Fortnum puso la mano en el pestillo. Ahora le tocaba a él no contestar. Sintió que las rodillas empezaban a aflojársele y trató de luchar contra toda aquella tontería insensata. Por nada, trató de decir pero los labios no se le movieron.

—¿Papá? —llamó Tom, serenamente desde el sótano—. Baja. —Otra pausa—. Quiero que veas la cosecha.

Fortnum sintió que el pestillo se le deslizaba en la mano húmeda. El pestillo crujió. Fortnum se sobresaltó.

—¿Papá? —llamó Tom en voz baja.

Fortnum abrió la puerta.

El sótano estaba completamente a oscuras.

Extendió la mano hacia la llave de la luz.
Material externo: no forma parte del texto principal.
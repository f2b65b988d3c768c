use crate::io::PrintWriter;

/// Per-invocation mutable state passed to every node behavior.
///
/// The context is caller-owned and lives for one `execute` call (or longer,
/// if the caller chooses to reuse it). `E` is the host's entity handle type:
/// an entity ID, a `Rc<RefCell<Actor>>`, a unit type for entity-less
/// invocations — whatever the host uses to reach the thing the blueprint
/// runs on behalf of. Keeping the handle generic keeps the engine decoupled
/// from any particular entity representation without erasing its type.
///
/// The print sink rides along so side-effecting nodes can emit output
/// without the engine knowing where it goes.
pub struct ExecContext<'io, E> {
    /// Time elapsed since the previous invocation, in seconds.
    pub delta_time: f32,
    /// Opaque handle to the entity this invocation runs on behalf of.
    pub entity: E,
    /// Destination for output emitted by print-style nodes.
    pub out: &'io mut dyn PrintWriter,
}

impl<'io, E> ExecContext<'io, E> {
    pub fn new(delta_time: f32, entity: E, out: &'io mut dyn PrintWriter) -> Self {
        Self {
            delta_time,
            entity,
            out,
        }
    }
}
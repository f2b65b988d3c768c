//! The node registry: data-driven dispatch over a closed opcode domain.
//!
//! Instead of a subclass hierarchy with virtual dispatch, node kinds are
//! plain functions bound to integer opcodes. Independent host modules each
//! register their own opcode range at startup; the machine looks behaviors
//! up by opcode at execution time.

use std::fmt;

use ahash::AHashMap;

use crate::{
    bytecode::OpCode,
    context::ExecContext,
    error::{NodeError, RegistryError},
    value::Value,
};

/// The callable bound to an opcode.
///
/// A behavior reads its inputs (deepest first), writes its outputs into the
/// provided slots, and may mutate the context or perform host side effects.
/// It must write exactly as many outputs as its [`NodeDef`] declares; slots
/// it leaves untouched stay [`Value::None`].
pub type NodeFn<E> =
    Box<dyn Fn(&mut ExecContext<'_, E>, &[Value], &mut [Value]) -> Result<(), NodeError> + Send + Sync>;

/// A registered node kind: its behavior plus the arity the machine uses to
/// drive stack bookkeeping.
///
/// Arity lives in the binding, not in the dispatch loop, so heterogeneous
/// node sets (2-in/1-out arithmetic next to 1-in/0-out sinks) execute
/// through the same loop.
pub struct NodeDef<E> {
    name: &'static str,
    inputs: u8,
    outputs: u8,
    behavior: NodeFn<E>,
}

impl<E> NodeDef<E> {
    pub fn new<F>(name: &'static str, inputs: u8, outputs: u8, behavior: F) -> Self
    where
        F: Fn(&mut ExecContext<'_, E>, &[Value], &mut [Value]) -> Result<(), NodeError> + Send + Sync + 'static,
    {
        Self {
            name,
            inputs,
            outputs,
            behavior: Box::new(behavior),
        }
    }

    /// Human-readable node name, used in traces and host tooling.
    #[must_use]
    pub fn name(&self) -> &'static str {
        self.name
    }

    /// Number of stack values this node consumes.
    #[must_use]
    pub fn inputs(&self) -> u8 {
        self.inputs
    }

    /// Number of stack values this node produces.
    #[must_use]
    pub fn outputs(&self) -> u8 {
        self.outputs
    }

    pub(crate) fn invoke(
        &self,
        ctx: &mut ExecContext<'_, E>,
        inputs: &[Value],
        outputs: &mut [Value],
    ) -> Result<(), NodeError> {
        (self.behavior)(ctx, inputs, outputs)
    }
}

impl<E> fmt::Debug for NodeDef<E> {
    fn fmt(&self, f: &mut fmt::Formatter<'_>) -> fmt::Result {
        f.debug_struct("NodeDef")
            .field("name", &self.name)
            .field("inputs", &self.inputs)
            .field("outputs", &self.outputs)
            .finish_non_exhaustive()
    }
}

/// Mapping from opcode to node behavior.
///
/// The registry is an explicit object owned by the host (no process-wide
/// singleton): build it during startup, then hand a shared reference to each
/// [`Machine`](crate::Machine). Bindings are only ever added or replaced,
/// never removed. A frozen registry is safe to share across threads —
/// behaviors are `Send + Sync`, so concurrent `execute` calls may read it in
/// parallel as long as no registration races them.
pub struct NodeRegistry<E> {
    nodes: AHashMap<OpCode, NodeDef<E>>,
}

// manual impls: derived Debug/Default would needlessly bound E
impl<E> fmt::Debug for NodeRegistry<E> {
    fn fmt(&self, f: &mut fmt::Formatter<'_>) -> fmt::Result {
        f.debug_struct("NodeRegistry").field("nodes", &self.nodes).finish()
    }
}

impl<E> Default for NodeRegistry<E> {
    fn default() -> Self {
        Self::new()
    }
}

impl<E> NodeRegistry<E> {
    #[must_use]
    pub fn new() -> Self {
        Self {
            nodes: AHashMap::new(),
        }
    }

    /// Binds `def` to `opcode`.
    ///
    /// Rebinding an occupied opcode is refused rather than silently
    /// overwritten; colliding registrations from independent modules are a
    /// content bug worth surfacing. Use [`replace`](Self::replace) when
    /// overwriting is intended.
    pub fn register(&mut self, opcode: impl Into<OpCode>, def: NodeDef<E>) -> Result<(), RegistryError> {
        let opcode = opcode.into();
        if self.nodes.contains_key(&opcode) {
            return Err(RegistryError::DuplicateOpcode { opcode });
        }
        self.nodes.insert(opcode, def);
        Ok(())
    }

    /// Binds `def` to `opcode`, returning the previous binding if one existed.
    ///
    /// This is the explicit last-write-wins path.
    pub fn replace(&mut self, opcode: impl Into<OpCode>, def: NodeDef<E>) -> Option<NodeDef<E>> {
        self.nodes.insert(opcode.into(), def)
    }

    /// Returns the binding for `opcode`, if any.
    ///
    /// A miss is recoverable: the machine turns it into
    /// [`ExecError::UnknownOpcode`](crate::ExecError::UnknownOpcode) instead
    /// of terminating anything beyond the current call.
    #[must_use]
    pub fn lookup(&self, opcode: OpCode) -> Option<&NodeDef<E>> {
        self.nodes.get(&opcode)
    }

    #[must_use]
    pub fn contains(&self, opcode: OpCode) -> bool {
        self.nodes.contains_key(&opcode)
    }

    #[must_use]
    pub fn len(&self) -> usize {
        self.nodes.len()
    }

    #[must_use]
    pub fn is_empty(&self) -> bool {
        self.nodes.is_empty()
    }
}

#[cfg(test)]
mod tests {
    use super::*;

    fn noop_def(name: &'static str) -> NodeDef<()> {
        NodeDef::new(name, 2, 1, |_ctx, _inputs, _outputs| Ok(()))
    }

    #[test]
    fn register_then_lookup() {
        let mut registry = NodeRegistry::new();
        registry.register(OpCode::new(1), noop_def("first")).unwrap();

        let def = registry.lookup(OpCode::new(1)).unwrap();
        assert_eq!(def.name(), "first");
        assert_eq!((def.inputs(), def.outputs()), (2, 1));
        assert!(registry.lookup(OpCode::new(2)).is_none());
    }

    #[test]
    fn duplicate_registration_is_refused() {
        let mut registry = NodeRegistry::new();
        registry.register(OpCode::new(1), noop_def("first")).unwrap();

        let err = registry.register(OpCode::new(1), noop_def("second")).unwrap_err();
        assert_eq!(err, RegistryError::DuplicateOpcode { opcode: OpCode::new(1) });
        // refused registration leaves the original binding in place
        assert_eq!(registry.lookup(OpCode::new(1)).unwrap().name(), "first");
    }

    #[test]
    fn replace_returns_previous_binding() {
        let mut registry = NodeRegistry::new();
        registry.register(OpCode::new(1), noop_def("first")).unwrap();

        let previous = registry.replace(OpCode::new(1), noop_def("second")).unwrap();
        assert_eq!(previous.name(), "first");
        assert_eq!(registry.lookup(OpCode::new(1)).unwrap().name(), "second");
        assert_eq!(registry.len(), 1);
    }
}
Como dándose cuenta, desde algún lugar, Tom dijo:

—No. La luz es mala para los hongos.

Fortnum apartó la mano de la llave.

Tragó saliva. Volvió la cabeza hacia la escalera que llevaba al dormitorio. Supongo, pensó, que tendría que decirle adiós a Cynthia. ¿Pero qué idea es esta? ¿Por qué, en nombre de Dios, he de tener estos pensamientos? No hay motivo, ¿no es así?

Ninguno.

—¿Tom? —dijo, afectando un aire animado—. Listo o no listo, ¡allá voy!

Y dando un paso en la oscuridad, cerró la puerta.